Instructions to follow:
Reproduce all records below exactly.

Dataset records
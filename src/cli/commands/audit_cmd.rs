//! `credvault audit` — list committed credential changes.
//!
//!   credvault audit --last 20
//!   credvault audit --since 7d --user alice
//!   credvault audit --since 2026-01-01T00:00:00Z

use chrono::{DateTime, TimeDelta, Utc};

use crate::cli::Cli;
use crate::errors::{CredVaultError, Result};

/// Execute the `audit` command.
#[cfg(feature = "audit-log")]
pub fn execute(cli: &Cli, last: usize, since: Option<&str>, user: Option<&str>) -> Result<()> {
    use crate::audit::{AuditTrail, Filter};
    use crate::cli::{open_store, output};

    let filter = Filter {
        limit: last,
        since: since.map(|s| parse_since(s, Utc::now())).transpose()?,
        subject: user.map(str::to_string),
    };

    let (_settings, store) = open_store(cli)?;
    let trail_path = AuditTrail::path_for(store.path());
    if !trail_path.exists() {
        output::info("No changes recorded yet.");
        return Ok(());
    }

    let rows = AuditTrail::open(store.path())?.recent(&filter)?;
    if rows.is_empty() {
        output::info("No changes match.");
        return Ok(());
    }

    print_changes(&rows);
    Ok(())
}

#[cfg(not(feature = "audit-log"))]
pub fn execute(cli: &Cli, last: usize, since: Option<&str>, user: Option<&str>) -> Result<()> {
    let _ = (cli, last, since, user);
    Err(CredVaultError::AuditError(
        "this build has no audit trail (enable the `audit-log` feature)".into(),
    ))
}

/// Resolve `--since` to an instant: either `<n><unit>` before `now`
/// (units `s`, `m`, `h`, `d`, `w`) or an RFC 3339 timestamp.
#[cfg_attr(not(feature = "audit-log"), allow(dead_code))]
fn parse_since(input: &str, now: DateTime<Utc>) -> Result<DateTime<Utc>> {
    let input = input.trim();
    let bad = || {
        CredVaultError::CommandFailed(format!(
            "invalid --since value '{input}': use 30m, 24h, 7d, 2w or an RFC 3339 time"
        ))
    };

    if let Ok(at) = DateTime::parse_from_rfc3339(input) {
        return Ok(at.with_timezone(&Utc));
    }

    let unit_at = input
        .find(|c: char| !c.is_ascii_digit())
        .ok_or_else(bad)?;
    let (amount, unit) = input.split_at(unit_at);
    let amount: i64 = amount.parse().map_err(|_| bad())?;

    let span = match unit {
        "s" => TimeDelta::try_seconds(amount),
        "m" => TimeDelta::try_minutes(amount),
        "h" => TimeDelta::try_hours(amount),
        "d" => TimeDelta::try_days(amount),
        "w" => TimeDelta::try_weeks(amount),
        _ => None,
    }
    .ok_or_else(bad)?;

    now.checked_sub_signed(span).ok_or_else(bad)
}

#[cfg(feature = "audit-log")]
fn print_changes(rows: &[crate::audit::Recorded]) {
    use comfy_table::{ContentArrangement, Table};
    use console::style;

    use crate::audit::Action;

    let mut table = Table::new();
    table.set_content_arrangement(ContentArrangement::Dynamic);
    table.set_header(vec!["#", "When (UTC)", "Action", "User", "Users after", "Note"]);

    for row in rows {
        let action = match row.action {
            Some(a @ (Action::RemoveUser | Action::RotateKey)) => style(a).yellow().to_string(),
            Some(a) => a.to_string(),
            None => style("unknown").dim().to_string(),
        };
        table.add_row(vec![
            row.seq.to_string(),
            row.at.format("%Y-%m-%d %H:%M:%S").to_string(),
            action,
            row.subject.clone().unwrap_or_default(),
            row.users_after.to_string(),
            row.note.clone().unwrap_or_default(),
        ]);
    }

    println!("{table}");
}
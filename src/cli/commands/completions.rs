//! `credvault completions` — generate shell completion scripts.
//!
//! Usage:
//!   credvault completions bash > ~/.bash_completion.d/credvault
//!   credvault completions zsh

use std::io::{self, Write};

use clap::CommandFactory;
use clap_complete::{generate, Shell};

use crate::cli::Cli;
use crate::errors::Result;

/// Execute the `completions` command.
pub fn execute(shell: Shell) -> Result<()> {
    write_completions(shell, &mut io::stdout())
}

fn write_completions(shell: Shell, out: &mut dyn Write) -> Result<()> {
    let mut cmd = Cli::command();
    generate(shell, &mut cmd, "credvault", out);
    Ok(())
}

Solution to the exercise:
filename src/cli/commands/audit_cmd.rs
//! `credvault audit` — list committed credential changes.
//!
//!   credvault audit --last 20
//!   credvault audit --since 7d --user alice
//!   credvault audit --since 2026-01-01T00:00:00Z

use chrono::{DateTime, TimeDelta, Utc};

use crate::cli::Cli;
use crate::errors::{CredVaultError, Result};

/// Execute the `audit` command.
#[cfg(feature = "audit-log")]
pub fn execute(cli: &Cli, last: usize, since: Option<&str>, user: Option<&str>) -> Result<()> {
    use crate::audit::{AuditTrail, Filter};
    use crate::cli::{open_store, output};

    let filter = Filter {
        limit: last,
        since: since.map(|s| parse_since(s, Utc::now())).transpose()?,
        subject: user.map(str::to_string),
    };

    let (_settings, store) = open_store(cli)?;
    let trail_path = AuditTrail::path_for(store.path());
    if !trail_path.exists() {
        output::info("No changes recorded yet.");
        return Ok(());
    }

    let rows = AuditTrail::open(store.path())?.recent(&filter)?;
    if rows.is_empty() {
        output::info("No changes match.");
        return Ok(());
    }

    print_changes(&rows);
    Ok(())
}

#[cfg(not(feature = "audit-log"))]
pub fn execute(cli: &Cli, last: usize, since: Option<&str>, user: Option<&str>) -> Result<()> {
    let _ = (cli, last, since, user);
    Err(CredVaultError::AuditError(
        "this build has no audit trail (enable the `audit-log` feature)".into(),
    ))
}

/// Resolve `--since` to an instant: either `<n><unit>` before `now`
/// (units `s`, `m`, `h`, `d`, `w`) or an RFC 3339 timestamp.
#[cfg_attr(not(feature = "audit-log"), allow(dead_code))]
fn parse_since(input: &str, now: DateTime<Utc>) -> Result<DateTime<Utc>> {
    let input = input.trim();
    let bad = || {
        CredVaultError::CommandFailed(format!(
            "invalid --since value '{input}': use 30m, 24h, 7d, 2w or an RFC 3339 time"
        ))
    };

    if let Ok(at) = DateTime::parse_from_rfc3339(input) {
        return Ok(at.with_timezone(&Utc));
    }

    let unit_at = input
        .find(|c: char| !c.is_ascii_digit())
        .ok_or_else(bad)?;
    let (amount, unit) = input.split_at(unit_at);
    let amount: i64 = amount.parse().map_err(|_| bad())?;

    let span = match unit {
        "s" => TimeDelta::try_seconds(amount),
        "m" => TimeDelta::try_minutes(amount),
        "h" => TimeDelta::try_hours(amount),
        "d" => TimeDelta::try_days(amount),
        "w" => TimeDelta::try_weeks(amount),
        _ => None,
    }
    .ok_or_else(bad)?;

    now.checked_sub_signed(span).ok_or_else(bad)
}

#[cfg(feature = "audit-log")]
fn print_changes(rows: &[crate::audit::Recorded]) {
    use comfy_table::{ContentArrangement, Table};
    use console::style;

    use crate::audit::Action;

    let mut table = Table::new();
    table.set_content_arrangement(ContentArrangement::Dynamic);
    table.set_header(vec!["#", "When (UTC)", "Action", "User", "Users after", "Note"]);

    for row in rows {
        let action = match row.action {
            Some(a @ (Action::RemoveUser | Action::RotateKey)) => style(a).yellow().to_string(),
            Some(a) => a.to_string(),
            None => style("unknown").dim().to_string(),
        };
        table.add_row(vec![
            row.seq.to_string(),
            row.at.format("%Y-%m-%d %H:%M:%S").to_string(),
            action,
            row.subject.clone().unwrap_or_default(),
            row.users_after.to_string(),
            row.note.clone().unwrap_or_default(),
        ]);
    }

    println!("{table}");
}
filename src/cli/commands/completions.rs
//! `credvault completions` — generate shell completion scripts.
//!
//! Usage:
//!   credvault completions bash > ~/.bash_completion.d/credvault
//!   credvault completions zsh

use std::io::{self, Write};

use clap::CommandFactory;
use clap_complete::{generate, Shell};

use crate::cli::Cli;
use crate::errors::Result;

/// Execute the `completions` command.
pub fn execute(shell: Shell) -> Result<()> {
    write_completions(shell, &mut io::stdout())
}

fn write_completions(shell: Shell, out: &mut dyn Write) -> Result<()> {
    let mut cmd = Cli::command();
    generate(shell, &mut cmd, "credvault", out);
    Ok(())
}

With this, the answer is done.